08:57, 25 September 2018

After spending five weeks below the $800 level and threatening to reach the 2008 low at $745 an ounce, platinum has rebounded last week when it gained 3.9% and closed on Friday morning its discount to gold to a 6-month low at the level of $370 per ounce.

What Do Analyst Say About the Evolution of Platinum Prices?

Analysts, who believe that the price of platinum will rise, point out that historically over the past 25 years, platinum has traded at an average $160 premium to gold, which means it should currently be trading around $1,260 an ounce. To reach that level, the premium should make for a huge rally, around 50% from its current levels.

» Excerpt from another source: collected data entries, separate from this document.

//! Bollinger Bands indicator.
//!
//! - Middle: SMA over n periods
//! - Upper: Middle + (multiplier × StdDev)
//! - Lower: Middle - (multiplier × StdDev)
//!
//! StdDev is the population standard deviation (divides by N, not N-1).
//! Warmup: n bars.

use crate::domain::indicator::IndicatorValue;
use crate::domain::ohlcv::Bar;

pub fn calculate_bollinger(
    bars: &[Bar],
    period: usize,
    stddev_mult_x100: u32,
) -> Option<IndicatorValue> {
    if period == 0 || bars.len() < period {
        return None;
    }
    let mult = stddev_mult_x100 as f64 / 100.0;
    let window = &bars[bars.len() - period..];

    let middle: f64 = window.iter().map(|b| b.close).sum::<f64>() / period as f64;
    let variance: f64 = window
        .iter()
        .map(|b| {
            let diff = b.close - middle;
            diff * diff
        })
        .sum::<f64>()
        / period as f64;
    let stddev = variance.sqrt();

    Some(IndicatorValue::Bollinger {
        upper: middle + mult * stddev,
        middle,
        lower: middle - mult * stddev,
    })
}
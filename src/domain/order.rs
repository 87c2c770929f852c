//! Order intents sent to the broker and what comes back.

use std::fmt;

use super::position::PositionId;
use super::signal::Direction;

#[derive(Debug, Clone, PartialEq)]
pub enum OrderAction {
    Open,
    Close { position_id: PositionId },
}

#[derive(Debug, Clone, PartialEq)]
pub struct OrderIntent {
    pub action: OrderAction,
    pub instrument: String,
    /// Direction of the position being opened or closed.
    pub direction: Direction,
    pub volume: f64,
    /// Price the engine expects to trade at.
    pub price: f64,
    pub stop_loss: Option<f64>,
    pub take_profit: Option<f64>,
}

impl OrderIntent {
    /// True if the order buys: long entries and short exits.
    pub fn is_buy(&self) -> bool {
        match self.action {
            OrderAction::Open => self.direction == Direction::Long,
            OrderAction::Close { .. } => self.direction == Direction::Short,
        }
    }
}

impl fmt::Display for OrderIntent {
    fn fmt(&self, f: &mut fmt::Formatter<'_>) -> fmt::Result {
        let side = if self.is_buy() { "BUY" } else { "SELL" };
        match &self.action {
            OrderAction::Open => write!(
                f,
                "{} {} {} @ {} (open)",
                side, self.volume, self.instrument, self.price
            ),
            OrderAction::Close { position_id } => write!(
                f,
                "{} {} {} @ {} (close #{})",
                side, self.volume, self.instrument, self.price, position_id
            ),
        }
    }
}

#[derive(Debug, Clone, PartialEq)]
pub struct Fill {
    pub broker_ref: String,
    pub price: f64,
    pub volume: f64,
}

#[derive(Debug, Clone, PartialEq)]
pub enum OrderStatus {
    Filled(Fill),
    Pending,
    Rejected(RejectCode),
    /// The broker has no record of the order.
    Unknown,
}

#[derive(Debug, Clone, PartialEq, Eq)]
pub enum RejectCode {
    InsufficientMargin,
    InvalidVolumeStep,
    SymbolUnavailable,
    Other(String),
}

impl fmt::Display for RejectCode {
    fn fmt(&self, f: &mut fmt::Formatter<'_>) -> fmt::Result {
        match self {
            RejectCode::InsufficientMargin => f.write_str("insufficient margin"),
            RejectCode::InvalidVolumeStep => f.write_str("invalid volume step"),
            RejectCode::SymbolUnavailable => f.write_str("symbol unavailable"),
            RejectCode::Other(msg) => write!(f, "{}", msg),
        }
    }
}

#[cfg(test)]
mod tests {
    use super::*;

    fn intent(action: OrderAction, direction: Direction) -> OrderIntent {
        OrderIntent {
            action,
            instrument: "EURUSD".into(),
            direction,
            volume: 0.5,
            price: 1.1,
            stop_loss: None,
            take_profit: None,
        }
    }

    #[test]
    fn buy_side() {
        assert!(intent(OrderAction::Open, Direction::Long).is_buy());
        assert!(!intent(OrderAction::Open, Direction::Short).is_buy());
        assert!(intent(OrderAction::Close { position_id: 1 }, Direction::Short).is_buy());
        assert!(!intent(OrderAction::Close { position_id: 1 }, Direction::Long).is_buy());
    }

    #[test]
    fn display() {
        assert_eq!(
            intent(OrderAction::Close { position_id: 7 }, Direction::Long).to_string(),
            "SELL 0.5 EURUSD @ 1.1 (close #7)"
        );
    }
}
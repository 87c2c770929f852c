use clap::Parser;
use tradepilot::cli::{run, Cli};

fn main() -> std::process::ExitCode {
    run(Cli::parse())
}
fn require_fraction(section: &str, key: &str, value: f64) -> Result<f64, EngineError> {
    if value.is_finite() && (0.0..=1.0).contains(&value) {
        Ok(value)
    } else {
        Err(invalid(section, key, format!("{} must be between 0 and 1", key)))
    }
}

pub(crate) fn require_period(section: &str, key: &str, value: usize) -> Result<usize, EngineError> {
    if value >= 1 {
        Ok(value)
    } else {
        Err(invalid(section, key, format!("{} must be at least 1", key)))
    }
}

/// Comma-separated instrument list from `[instruments] allowed`.
pub fn parse_allowed(config: &dyn ConfigPort) -> Result<BTreeSet<String>, EngineError> {
    let raw = config
        .get_string("instruments", "allowed")
        .ok_or_else(|| EngineError::ConfigMissing {
            section: "instruments".to_string(),
            key: "allowed".to_string(),
        })?;
    let allowed: BTreeSet<String> = raw
        .split(',')
        .map(|s| s.trim().to_uppercase())
        .filter(|s| !s.is_empty())
        .collect();
    if allowed.is_empty() {
        return Err(invalid("instruments", "allowed", "allow-list is empty"));
    }
    Ok(allowed)
}

fn load_instrument(config: &dyn ConfigPort, name: &str) -> Result<InstrumentSpec, EngineError> {
    let section = format!("instrument.{}", name);
    let s = section.as_str();
    let defaults = InstrumentSpec::default();

    let min_volume = require_positive(
        s,
        "min_volume",
        parse_or(config, s, "min_volume", defaults.limits.min_volume)?,
    )?;
    let max_volume = require_positive(
        s,
        "max_volume",
        parse_or(config, s, "max_volume", defaults.limits.max_volume)?,
    )?;
    let volume_step = require_positive(
        s,
        "volume_step",
        parse_or(config, s, "volume_step", defaults.limits.volume_step)?,
    )?;
    let contract_size = require_positive(
        s,
        "contract_size",
        parse_or(config, s, "contract_size", defaults.limits.contract_size)?,
    )?;
    let default_volume = require_positive(
        s,
        "default_volume",
        parse_or(config, s, "default_volume", min_volume)?,
    )?;

    if min_volume > max_volume {
        return Err(invalid(s, "min_volume", "min_volume exceeds max_volume"));
    }
    if default_volume < min_volume || default_volume > max_volume {
        return Err(invalid(
            s,
            "default_volume",
            "default_volume must lie between min_volume and max_volume",
        ));
    }

    Ok(InstrumentSpec {
        limits: InstrumentLimits {
            min_volume,
            max_volume,
            volume_step,
            contract_size,
        },
        default_volume,
    })
}

pub fn load_risk_config(config: &dyn ConfigPort) -> Result<RiskConfig, EngineError> {
    let d = RiskConfig::default();
    let allowed = parse_allowed(config)?;
    let mut instruments = HashMap::new();
    for name in &allowed {
        instruments.insert(name.clone(), load_instrument(config, name)?);
    }

    let max_positions: usize = parse_or(config, "risk", "max_positions", d.max_positions)?;
    if max_positions == 0 {
        return Err(invalid("risk", "max_positions", "max_positions must be at least 1"));
    }
    let max_positions_per_instrument: usize = parse_or(
        config,
        "risk",
        "max_positions_per_instrument",
        d.max_positions_per_instrument,
    )?;
    if max_positions_per_instrument == 0 {
        return Err(invalid(
            "risk",
            "max_positions_per_instrument",
            "max_positions_per_instrument must be at least 1",
        ));
    }

    let max_aggregate_risk = parse_or(config, "risk", "max_aggregate_risk", d.max_aggregate_risk)?;
    if !(max_aggregate_risk > 0.0 && max_aggregate_risk <= 1.0) {
        return Err(invalid(
            "risk",
            "max_aggregate_risk",
            "max_aggregate_risk must be in (0, 1]",
        ));
    }
    let risk_per_trade = require_fraction(
        "risk",
        "risk_per_trade",
        parse_or(config, "risk", "risk_per_trade", d.risk_per_trade)?,
    )?;
    if risk_per_trade > max_aggregate_risk {
        return Err(invalid(
            "risk",
            "risk_per_trade",
            "risk_per_trade exceeds max_aggregate_risk",
        ));
    }

    Ok(RiskConfig {
        max_positions,
        max_positions_per_instrument,
        max_aggregate_risk,
        risk_per_trade,
        risk_reward_ratio: require_positive(
            "risk",
            "risk_reward_ratio",
            parse_or(config, "risk", "risk_reward_ratio", d.risk_reward_ratio)?,
        )?,
        stop_atr_multiple: require_positive(
            "risk",
            "stop_atr_multiple",
            parse_or(config, "risk", "stop_atr_multiple", d.stop_atr_multiple)?,
        )?,
        fallback_stop_pct: require_positive(
            "risk",
            "fallback_stop_pct",
            parse_or(config, "risk", "fallback_stop_pct", d.fallback_stop_pct)?,
        )?,
        min_signal_strength: require_fraction(
            "risk",
            "min_signal_strength",
            parse_or(config, "risk", "min_signal_strength", d.min_signal_strength)?,
        )?,
        trailing_atr_multiple: require_non_negative(
            "risk",
            "trailing_atr_multiple",
            parse_or(config, "risk", "trailing_atr_multiple", d.trailing_atr_multiple)?,
        )?,
        use_support_resistance_stops: parse_bool_or(
            config,
            "risk",
            "use_support_resistance_stops",
            d.use_support_resistance_stops,
        )?,
        allowed,
        instruments,
    })
}

fn load_weights(config: &dyn ConfigPort) -> Result<FactorWeights, EngineError> {
    let d = FactorWeights::default();
    let weight = |key: &str, default: f64| -> Result<f64, EngineError> {
        require_non_negative("signal", key, parse_or(config, "signal", key, default)?)
    };
    let weights = FactorWeights {
        trend: weight("weight_trend", d.trend)?,
        rsi: weight("weight_rsi", d.rsi)?,
        macd: weight("weight_macd", d.macd)?,
        stochastic: weight("weight_stochastic", d.stochastic)?,
        bollinger: weight("weight_bollinger", d.bollinger)?,
        support_resistance: weight("weight_support_resistance", d.support_resistance)?,
        prediction: weight("weight_prediction", d.prediction)?,
    };
    let total = weights.trend
        + weights.rsi
        + weights.macd
        + weights.stochastic
        + weights.bollinger
        + weights.support_resistance
        + weights.prediction;
    if total <= 0.0 {
        return Err(invalid("signal", "weight_trend", "all factor weights are zero"));
    }
    Ok(weights)
}

pub fn load_signal_config(config: &dyn ConfigPort) -> Result<SignalConfig, EngineError> {
    let d = SignalConfig::default();
    let rsi_overbought: f64 = parse_or(config, "signal", "rsi_overbought", d.rsi_overbought)?;
    let rsi_oversold: f64 = parse_or(config, "signal", "rsi_oversold", d.rsi_oversold)?;
    if !(0.0 < rsi_oversold && rsi_oversold < rsi_overbought && rsi_overbought < 100.0) {
        return Err(invalid(
            "signal",
            "rsi_oversold",
            "expected 0 < rsi_oversold < rsi_overbought < 100",
        ));
    }
    let adx_strong: f64 = parse_or(config, "signal", "adx_strong", d.adx_strong)?;
    let adx_weak: f64 = parse_or(config, "signal", "adx_weak", d.adx_weak)?;
    if adx_weak > adx_strong {
        return Err(invalid("signal", "adx_weak", "adx_weak exceeds adx_strong"));
    }
    let conflict_policy: ConflictPolicy = match config.get_string("signal", "conflict_policy") {
        Some(raw) => raw
            .parse()
            .map_err(|e: String| invalid("signal", "conflict_policy", e))?,
        None => d.conflict_policy,
    };

    Ok(SignalConfig {
        weights: load_weights(config)?,
        dead_zone: require_fraction(
            "signal",
            "dead_zone",
            parse_or(config, "signal", "dead_zone", d.dead_zone)?,
        )?,
        prediction_dead_zone: require_fraction(
            "signal",
            "prediction_dead_zone",
            parse_or(config, "signal", "prediction_dead_zone", d.prediction_dead_zone)?,
        )?,
        conflict_policy,
        sr_proximity: require_fraction(
            "signal",
            "sr_proximity",
            parse_or(config, "signal", "sr_proximity", d.sr_proximity)?,
        )?,
        rsi_overbought,
        rsi_oversold,
        adx_strong,
        adx_weak,
    })
}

Platinum prices have been in a choppy downtrend since 2011, but some analysts feel the downtrend has finally reached a bottom, as they’ve seen short interest dropping significantly in the past week, which has led to gains for platinum. Open shorts fell by 2,642 contracts, or 5.1%, and this short covering has certainly given a boost to platinum in the past week.

Still, current positioning shows a tendency for a decrease in the prices as net length stands at -10,976 contracts, highlighting that there are still many shorts in the market. And despite the nearly nine-year low in prices there hasn’t been much evidence of dip-buying from investors.

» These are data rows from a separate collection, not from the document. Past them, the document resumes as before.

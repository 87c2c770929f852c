//! Technical indicator implementations.
//!
//! Every calculator is a pure function of a bar slice and reports `None`
//! while the slice is shorter than the indicator's warmup. This module holds
//! the shared value types:
//! - `IndicatorType`: indicator identity + parameters
//! - `IndicatorValue`: the different output shapes
//! - `IndicatorRole`: which slot of the bank an output fills
//! - `IndicatorSnapshot`: the bank's output for one window

pub mod adx;
pub mod atr;
pub mod bollinger;
pub mod ema;
pub mod macd;
pub mod rsi;
pub mod sma;
pub mod stochastic;
pub mod support_resistance;
pub mod vwap;

use chrono::NaiveDateTime;
use std::collections::BTreeMap;
use std::fmt;

#[derive(Debug, Clone, Copy, PartialEq)]
pub enum IndicatorValue {
    Simple(f64),
    Macd {
        line: f64,
        signal: f64,
        histogram: f64,
    },
    Stochastic {
        k: f64,
        d: f64,
    },
    Bollinger {
        upper: f64,
        middle: f64,
        lower: f64,
    },
    Adx {
        adx: f64,
        plus_di: f64,
        minus_di: f64,
    },
    Levels {
        support: Option<f64>,
        resistance: Option<f64>,
    },
}

impl IndicatorValue {
    pub fn as_simple(&self) -> Option<f64> {
        match self {
            IndicatorValue::Simple(v) => Some(*v),
            _ => None,
        }
    }
}

#[derive(Debug, Clone, Copy, PartialEq, Eq, Hash, PartialOrd, Ord)]
pub enum IndicatorType {
    Sma(usize),
    Ema(usize),
    Rsi(usize),
    Atr(usize),
    Adx(usize),
    Vwap(usize),
    Macd {
        fast: usize,
        slow: usize,
        signal: usize,
    },
    Stochastic {
        k_period: usize,
        d_period: usize,
    },
    Bollinger {
        period: usize,
        stddev_mult_x100: u32,
    },
    SupportResistance {
        window: usize,
        touches: usize,
    },
}

impl fmt::Display for IndicatorType {
    fn fmt(&self, f: &mut fmt::Formatter<'_>) -> fmt::Result {
        match self {
            IndicatorType::Sma(period) => write!(f, "SMA({})", period),
            IndicatorType::Ema(period) => write!(f, "EMA({})", period),
            IndicatorType::Rsi(period) => write!(f, "RSI({})", period),
            IndicatorType::Atr(period) => write!(f, "ATR({})", period),
            IndicatorType::Adx(period) => write!(f, "ADX({})", period),
            IndicatorType::Vwap(period) => write!(f, "VWAP({})", period),
            IndicatorType::Macd { fast, slow, signal } => {
                write!(f, "MACD({},{},{})", fast, slow, signal)
            }
            IndicatorType::Stochastic { k_period, d_period } => {
                write!(f, "STOCHASTIC({},{})", k_period, d_period)
            }
            IndicatorType::Bollinger {
                period,
                stddev_mult_x100,
            } => {
                let mult = *stddev_mult_x100 as f64 / 100.0;
                write!(f, "BOLLINGER({},{})", period, mult)
            }
            IndicatorType::SupportResistance { window, touches } => {
                write!(f, "SR({},{})", window, touches)
            }
        }
    }
}

/// Slot an indicator output fills in the bank. Signal rules look values up by
/// role so they do not depend on the configured periods.
#[derive(Debug, Clone, Copy, PartialEq, Eq, Hash, PartialOrd, Ord)]
pub enum IndicatorRole {
    SmaFast,
    SmaSlow,
    Ema,
    Rsi,
    Macd,
    Bollinger,
    Atr,
    Adx,
    Stochastic,
    Vwap,
    SupportResistance,
}

#[derive(Debug, Clone, PartialEq)]
pub struct IndicatorReading {
    pub indicator: IndicatorType,
    /// `None` while the window is shorter than the indicator's warmup.
    pub value: Option<IndicatorValue>,
}

#[derive(Debug, Clone, PartialEq, Default)]
pub struct IndicatorSnapshot {
    pub timestamp: Option<NaiveDateTime>,
    pub last_close: Option<f64>,
    readings: BTreeMap<IndicatorRole, IndicatorReading>,
}

impl IndicatorSnapshot {
    pub fn new(timestamp: Option<NaiveDateTime>, last_close: Option<f64>) -> Self {
        Self {
            timestamp,
            last_close,
            readings: BTreeMap::new(),
        }
    }

    pub fn insert(
        &mut self,
        role: IndicatorRole,
        indicator: IndicatorType,
        value: Option<IndicatorValue>,
    ) {
        self.readings
            .insert(role, IndicatorReading { indicator, value });
    }

    pub fn reading(&self, role: IndicatorRole) -> Option<&IndicatorReading> {
        self.readings.get(&role)
    }

    /// The value for `role`, or `None` when it is unconfigured or unavailable.
    pub fn get(&self, role: IndicatorRole) -> Option<IndicatorValue> {
        self.readings.get(&role).and_then(|r| r.value)
    }

    pub fn simple(&self, role: IndicatorRole) -> Option<f64> {
        self.get(role).and_then(|v| v.as_simple())
    }

    pub fn is_available(&self, role: IndicatorRole) -> bool {
        self.get(role).is_some()
    }

    pub fn readings(&self) -> impl Iterator<Item = (&IndicatorRole, &IndicatorReading)> {
        self.readings.iter()
    }

    pub fn unavailable(&self) -> Vec<IndicatorType> {
        self.readings
            .values()
            .filter(|r| r.value.is_none())
            .map(|r| r.indicator)
            .collect()
    }
}

/// Closing prices of a bar slice.
pub(crate) fn closes(bars: &[crate::domain::ohlcv::Bar]) -> Vec<f64> {
    bars.iter().map(|b| b.close).collect()
}

#[cfg(test)]
pub(crate) mod test_bars {
    use crate::domain::ohlcv::{Bar, Timeframe};
    use chrono::{Duration, NaiveDate};

    pub fn bar(i: usize, open: f64, high: f64, low: f64, close: f64, volume: f64) -> Bar {
        Bar {
            instrument: "TEST".into(),
            timeframe: Timeframe::H1,
            timestamp: NaiveDate::from_ymd_opt(2024, 1, 1)
                .unwrap()
                .and_hms_opt(0, 0, 0)
                .unwrap()
                + Duration::hours(i as i64),
            open,
            high,
            low,
            close,
            volume,
        }
    }

    pub fn make_bars(prices: &[f64]) -> Vec<Bar> {
        prices
            .iter()
            .enumerate()
            .map(|(i, &close)| bar(i, close, close, close, close, 1000.0))
            .collect()
    }
}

What Has Influenced the Platinum’s Price Over the Last Period?

The fall in the sales of diesel engines that use platinum has been one of the factors influencing the platinum’s price over the last period. According to the European Automobile Manufacturers' Association (ACEA) sales of diesel engine vehicles dropped 16% in January-June compared with the same period of last year. Diesel engine sales in Europe have been falling ever since the 2015 Volkswagen scandal when the company cheated on diesel engine emission testing. The drop in diesel engines sales is likely to keep platinum supplies in surplus, potentially for years to come.